Il vero Liberace, madre polacca e padre
italiano, era un artista riconosciuto, esordiente a vent'anni con la
Chicago Symphony Orchestra, interprete di Liszt, acclamato alla
Hollywood Bowl, protagonista in tv del The Liberace Show... e ora
54enne idolo delle folle di Las Vegas si concede la caccia a
giovani allievi del suo letto faraonico. La superficie dolce da Ocean
Eleven s'incrina nelle mani di Soderbergh, nonostante la presenza
di due star del cinema “classico”, Dan Aykroyd,
avvocato-manager, e Debbie Reynolds, bambola dai capelli bianchi,
madre di Lee.

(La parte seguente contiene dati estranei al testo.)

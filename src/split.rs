// SPDX-FileCopyrightText: 2026 ArcheBase
//
// SPDX-License-Identifier: MulanPSL-2.0

//! Topic fan-out splitter.
//!
//! Consumes the source message stream once and routes each message to
//! the writer session owned by its topic. Sessions, output files, and
//! the output directory are created lazily on first sight of a matching
//! topic: a source with zero matching messages leaves nothing behind.
//!
//! Output layout: a directory named after the input's base name
//! (extension stripped), containing `<topic>.mcap` per matching topic,
//! where the topic string has `/` replaced by `_` and a leading `_`
//! stripped.

use std::collections::hash_map::Entry;
use std::collections::{BTreeMap, BTreeSet, HashMap, HashSet};
use std::fs;
use std::fs::File;
use std::io::BufWriter;
use std::path::{Path, PathBuf};

use tracing::{debug, warn};

use crate::core::{Result, SliceError};
use crate::io::compress::BlockCompression;
use crate::io::reader::IndexedMcapReader;
use crate::io::writer::{McapWriter, WriterOptions};
use crate::remap::RemapTable;

/// Topic selection for a split run.
///
/// An empty set matches every topic (full fan-out); otherwise a topic
/// matches iff it is in the set.
#[derive(Debug, Clone, Default)]
pub struct TopicFilter {
    topics: BTreeSet<String>,
}

impl TopicFilter {
    /// Match every topic.
    pub fn all() -> Self {
        Self::default()
    }

    /// Match exactly the given topics.
    pub fn from_topics<I, S>(topics: I) -> Self
    where
        I: IntoIterator<Item = S>,
        S: Into<String>,
    {
        Self {
            topics: topics.into_iter().map(Into::into).collect(),
        }
    }

    /// Whether a topic passes the filter.
    pub fn matches(&self, topic: &str) -> bool {
        self.topics.is_empty() || self.topics.contains(topic)
    }
}

/// Options for a split run.
#[derive(Debug, Clone)]
pub struct SplitOptions {
    /// Chunk compression for the output files
    pub compression: BlockCompression,
    /// Uncompressed chunk size threshold in bytes
    pub target_chunk_size: usize,
}

impl Default for SplitOptions {
    fn default() -> Self {
        let writer_defaults = WriterOptions::default();
        Self {
            compression: writer_defaults.compression,
            target_chunk_size: writer_defaults.target_chunk_size,
        }
    }
}

/// Statistics for one split run.
#[derive(Debug, Clone, Default)]
pub struct SplitStats {
    /// Messages read from the source
    pub message_count: u64,
    /// Messages forwarded to an output
    pub written_count: u64,
    /// Messages skipped because their topic did not match
    pub unmatched_count: u64,
    /// Messages skipped because their channel was missing from the
    /// source channel table
    pub dangling_count: u64,
    /// Messages written per topic
    pub topic_counts: BTreeMap<String, u64>,
}

/// One open output file and its per-output state.
struct TopicSession {
    writer: McapWriter<BufWriter<File>>,
    remap: RemapTable,
}

/// Topic fan-out splitter.
///
/// One instance runs one or more inputs; each run owns its own session
/// registry and shares nothing with other runs.
pub struct TopicSplitter {
    filter: TopicFilter,
    options: SplitOptions,
}

impl TopicSplitter {
    /// Create a splitter with default options.
    pub fn new(filter: TopicFilter) -> Self {
        Self::with_options(filter, SplitOptions::default())
    }

    /// Create a splitter with custom options.
    pub fn with_options(filter: TopicFilter, options: SplitOptions) -> Self {
        Self { filter, options }
    }

    /// Split one input, placing the output directory in the current
    /// working directory.
    pub fn split<P: AsRef<Path>>(&self, input: P) -> Result<SplitStats> {
        let cwd = std::env::current_dir()?;
        self.split_to(input, &cwd)
    }

    /// Split one input, placing the output directory under `out_root`.
    pub fn split_to<P: AsRef<Path>>(&self, input: P, out_root: &Path) -> Result<SplitStats> {
        let input = input.as_ref();
        let reader = IndexedMcapReader::open(input)?;
        let out_dir = out_root.join(input_stem(input)?);

        let mut stats = SplitStats::default();
        let mut sessions: HashMap<String, TopicSession> = HashMap::new();
        let mut dangling_seen: HashSet<u16> = HashSet::new();
        let mut dir_created = false;

        for result in reader.messages()? {
            let message = result?;
            stats.message_count += 1;

            let channel = match reader.channel(message.channel_id) {
                Some(channel) => channel,
                None => {
                    // Dangling channel reference: tolerated, not fatal
                    if dangling_seen.insert(message.channel_id) {
                        warn!(
                            context = "split",
                            channel_id = message.channel_id,
                            "Message references channel missing from channel table"
                        );
                    }
                    stats.dangling_count += 1;
                    continue;
                }
            };

            if !self.filter.matches(&channel.topic) {
                stats.unmatched_count += 1;
                continue;
            }

            let session = match sessions.entry(channel.topic.clone()) {
                Entry::Occupied(entry) => entry.into_mut(),
                Entry::Vacant(entry) => {
                    if !dir_created {
                        fs::create_dir_all(&out_dir).map_err(|e| {
                            SliceError::write(
                                "split",
                                format!("Failed to create '{}': {e}", out_dir.display()),
                            )
                        })?;
                        dir_created = true;
                    }
                    let path = out_dir.join(topic_file_name(entry.key()));
                    debug!(
                        context = "split",
                        topic = %entry.key(),
                        path = %path.display(),
                        "Creating output file"
                    );
                    let writer = McapWriter::create(
                        &path,
                        WriterOptions {
                            compression: self.options.compression,
                            target_chunk_size: self.options.target_chunk_size,
                            ..WriterOptions::for_profile("split-by-topic")
                        },
                    )?;
                    entry.insert(TopicSession {
                        writer,
                        remap: RemapTable::new(),
                    })
                }
            };

            let output_schema_id = match reader.schema(channel.schema_id) {
                Some(schema) => session.remap.ensure_schema(&mut session.writer, schema)?,
                None => 0,
            };
            let output_channel_id =
                session
                    .remap
                    .ensure_channel(&mut session.writer, channel, output_schema_id)?;

            session.writer.write_message(
                output_channel_id,
                message.sequence,
                message.log_time,
                message.publish_time,
                &message.data,
            )?;
            stats.written_count += 1;
        }

        for (topic, mut session) in sessions {
            stats
                .topic_counts
                .insert(topic, session.writer.message_count());
            session.writer.finish()?;
        }

        Ok(stats)
    }
}

/// Convenience function to split an input with default options.
pub fn split_by_topic<P: AsRef<Path>>(input: P, filter: &TopicFilter) -> Result<SplitStats> {
    TopicSplitter::new(filter.clone()).split(input)
}

/// The output directory name for an input: its base name with the
/// extension stripped.
fn input_stem(input: &Path) -> Result<PathBuf> {
    input
        .file_stem()
        .map(PathBuf::from)
        .ok_or_else(|| SliceError::open(input.to_string_lossy(), "Input has no file name"))
}

/// The output file name for a topic: `/` becomes `_`, a leading `_` is
/// stripped, `.mcap` is appended.
fn topic_file_name(topic: &str) -> String {
    let flat = topic.replace('/', "_");
    let flat = flat.strip_prefix('_').unwrap_or(&flat);
    format!("{flat}.mcap")
}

E si “sfigura” come i lineamenti dei due amanti,
sorpresi nelle performance sessuali, ed è shock vedere il
supermacho Douglas cavalcato da Damon, vertiginosamente ammiccante
sotto un parucchino di onde corvine, padre-padrone-amante del ragazzo
che si proclama bisex, interdetto a ogni altra relazione, prigioniero
nella gabbia-reggia , privato del suo stesso volto.
Una storia vera che Soderbergh
accarezza e accoltella, spietato nel mostrare la dipendenza da
sesso, droga e dollari, eppure difensore della coppia atipica, anche
quando Scott sarà rimpiazzato da un più giovane
virgulto, anche quando Lee muore di Aids, per la stampa di anemia, a
difesa della sua pubblica eterosessualità... ci vorrà
ancora del tempo prima che i marine e le star di basket possano
proclamarsi gay.
Soderbergh ci regala questo corpo a
corpo con il potere e l'amore in una stagione che vede il cinema
paralizzato dall'indecifrabilità dei tempi, osservatore muto
e distaccato di fronte al cambio di paradigma morale dove non è
il “punto di vista dell'elettricista” a dominare, ma una
macchina da presa ravvicinata fin dentro il cuore del film.